The urge to jump into his arms was strong but she managed to resist. Barely. There was nothing sexier to her than a well-dressed man, and Broderick definitely fit the bill in his flawlessly tailored Brooks Brothers suit. His paisley necktie was expertly knotted and lying against his dress shirt so perfectly that her fingers itched to get tangled up in the silk fabric.
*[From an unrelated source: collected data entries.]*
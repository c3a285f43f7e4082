pub mod bus;
pub mod cpu;
pub mod csr;
pub mod decoder;
pub mod exception;
mod exe;
pub mod instruction;
pub mod interrupt;
pub mod isa;
pub mod mmu;
pub mod registers;
pub mod trap;
pub mod vm;

pub use cpu::{Cpu, Mode};
pub use exception::Exception;
pub use interrupt::Interrupt;
pub use trap::Trap;
pub use vm::{ExitReason, RunOutcome, Vm, VmConfig, VmError};
use std::fmt;
use std::io;
use std::path::PathBuf;

/// Everything that can stop a program from reaching its flat binary.
///
/// Compile, link and extraction failures are fatal for the program they
/// belong to; nothing downstream of the failing stage is produced.
#[derive(Debug)]
pub enum BuildError {
    /// The compiler rejected a source file. `diagnostics` is the tool's stderr.
    Compile {
        source: PathBuf,
        status: Option<i32>,
        diagnostics: String,
    },
    /// Unresolved symbols, bad target options, ...
    Link {
        input: PathBuf,
        status: Option<i32>,
        diagnostics: String,
    },
    /// The linked image had nothing loadable, or the extractor failed.
    Extract { image: PathBuf, reason: String },
    /// An external tool could not be spawned at all.
    ToolNotFound { tool: String },
    Io { path: PathBuf, source: io::Error },
    Elf { image: PathBuf, source: goblin::error::Error },
    Manifest { path: PathBuf, reason: String },
    UnknownTarget(String),
    /// Several programs failed while building with `keep_going`.
    Multiple(Vec<(String, BuildError)>),
}

impl BuildError {
    pub(crate) fn io(path: impl Into<PathBuf>, source: io::Error) -> Self {
        BuildError::Io {
            path: path.into(),
            source,
        }
    }

    /// Verbatim output of the failing tool, when there is one.
    pub fn diagnostics(&self) -> Option<&str> {
        match self {
            BuildError::Compile { diagnostics, .. } | BuildError::Link { diagnostics, .. } => {
                Some(diagnostics.as_str())
            }
            _ => None,
        }
    }
}

fn status_text(status: &Option<i32>) -> String {
    match status {
        Some(code) => format!("exit status {}", code),
        None => "terminated by signal".to_string(),
    }
}

impl fmt::Display for BuildError {
    fn fmt(&self, f: &mut fmt::Formatter<'_>) -> fmt::Result {
        match self {
            BuildError::Compile { source, status, .. } => write!(
                f,
                "compilation of {} failed ({})",
                source.display(),
                status_text(status)
            ),
            BuildError::Link { input, status, .. } => write!(
                f,
                "linking {} failed ({})",
                input.display(),
                status_text(status)
            ),
            BuildError::Extract { image, reason } => {
                write!(f, "cannot extract flat binary from {}: {}", image.display(), reason)
            }
            BuildError::ToolNotFound { tool } => write!(f, "tool `{}` not found in PATH", tool),
            BuildError::Io { path, source } => write!(f, "{}: {}", path.display(), source),
            BuildError::Elf { image, source } => {
                write!(f, "{} is not a valid ELF image: {}", image.display(), source)
            }
            BuildError::Manifest { path, reason } => {
                write!(f, "invalid build manifest {}: {}", path.display(), reason)
            }
            BuildError::UnknownTarget(name) => write!(f, "no rule to make target `{}`", name),
            BuildError::Multiple(failures) => {
                let names: Vec<&str> = failures.iter().map(|(name, _)| name.as_str()).collect();
                write!(f, "{} target(s) failed: {}", failures.len(), names.join(", "))
            }
        }
    }
}

impl std::error::Error for BuildError {
    fn source(&self) -> Option<&(dyn std::error::Error + 'static)> {
        match self {
            BuildError::Io { source, .. } => Some(source),
            BuildError::Elf { source, .. } => Some(source),
            _ => None,
        }
    }
}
And, good Lord, he smelled so damn good that she almost swooned. “The truth is complicated,” she said, watching his Adam’s apple bob in his throat and telling herself to get a grip. “There are people out there who think that what I do is wrong and you could be one of them.”
“What you do is wrong.”
She waved a dismissive hand. “You won’t get an argument from me, because I happen to agree with you,” she said as she massaged the wrinkles out of her forehead with stiff fingers. “Technically, you’re right. It is illegal.” She searched his eyes. “But did you know that, just last year alone, the percentage of women who were killed by their domestic partners dropped from forty-three percent to thirty-one percent? That’s a very significant decrease and I’m positive that I had something to do with it. So if you came here, expecting me to say I’m sorry or that I’m ashamed of myself, then you wasted a trip.”
“I didn’t ask you to apologize.”
“Good, because I won’t.”
They stared at each other.
“I’m just wondering if you realize that there are probably legal ways to do what you’re doing.”
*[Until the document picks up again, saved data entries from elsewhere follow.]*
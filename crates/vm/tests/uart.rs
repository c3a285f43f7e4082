mod common;

use std::io::Cursor;
use std::time::{Duration, Instant};

use common::*;
use vm::bus::*;
use vm::csr::*;
use vm::{ExitReason, Vm};

const WAIT: Duration = Duration::from_secs(5);

#[test]
fn test_guest_output_reaches_writer() {
    let output = SharedOutput::default();
    let words = [
        lui(T0, 0x10000),
        addi(T1, ZERO, b'H' as i32),
        sb(T1, T0, 0),
        addi(T1, ZERO, b'i' as i32),
        sb(T1, T0, 0),
        lbu(A0, T0, 5), // LSR
        EXIT,
    ];
    let mut vm = Vm::with_uart(
        &program(&words),
        small_config(None),
        Uart::new(Box::new(output.clone())),
    )
    .unwrap();
    let outcome = vm.run();

    assert!(matches!(outcome.exit, ExitReason::Fatal(_)));
    assert_eq!(output.contents(), b"Hi");
    assert_ne!(vm.cpu.regs[A0 as usize] & UART_LSR_TX as u64, 0);
}

#[test]
fn test_input_is_delivered_byte_by_byte() {
    let uart = Uart::with_input(Box::new(std::io::sink()), Cursor::new(b"ok".to_vec()));

    for expected in [b'o', b'k'] {
        let start = Instant::now();
        while uart.load(UART_LSR, 8).unwrap() & UART_LSR_RX as u64 == 0 {
            assert!(start.elapsed() < WAIT, "no input byte arrived");
            std::thread::yield_now();
        }
        assert_eq!(uart.load(UART_RHR, 8).unwrap(), expected as u64);
    }
    assert!(uart.is_interrupting());
    assert!(!uart.is_interrupting());
}

#[test]
fn test_only_byte_accesses_are_allowed() {
    let mut uart = Uart::new(Box::new(std::io::sink()));
    assert!(uart.load(UART_LSR, 32).is_err());
    assert!(uart.store(UART_THR, 16, 0x41).is_err());
    uart.store(UART_LCR, 8, 0x3).unwrap();
    assert_eq!(uart.load(UART_LCR, 8).unwrap(), 0x3);
}

#[test]
fn test_input_raises_external_interrupt() {
    let uart = Uart::with_input(Box::new(std::io::sink()), Cursor::new(b"x".to_vec()));
    let mut vm = Vm::with_uart(&program(&[SPIN, SPIN]), small_config(None), uart).unwrap();
    vm.cpu.csr.store(MTVEC, at(1));
    vm.cpu.csr.store(MIE, MASK_SEIP);
    vm.cpu.csr.store(MSTATUS, MASK_MIE);

    let start = Instant::now();
    while vm.cpu.csr.load(MCAUSE) == 0 {
        assert!(start.elapsed() < WAIT, "external interrupt never taken");
        vm.step();
    }

    assert_eq!(vm.cpu.csr.load(MCAUSE), (1 << 63) | 9);
    assert_eq!(vm.cpu.pc, at(1));
    assert_eq!(vm.cpu.bus.load(PLIC_SCLAIM, 32).unwrap(), UART_IRQ);
    assert_eq!(vm.cpu.bus.load(UART_RHR, 8).unwrap(), b'x' as u64);
}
“Probably being the key word,” Elise rebutted, grabbing her shopping bag and walking off with it. “Please tell me that you didn’t come all the way down here just to give me a lecture on the relationship between morals and legalities,” she said over her shoulder as she turned a corner into the kitchen. “Because, as much as I hate to be the one to break it to you, the fact is, sometimes there is no relationship.”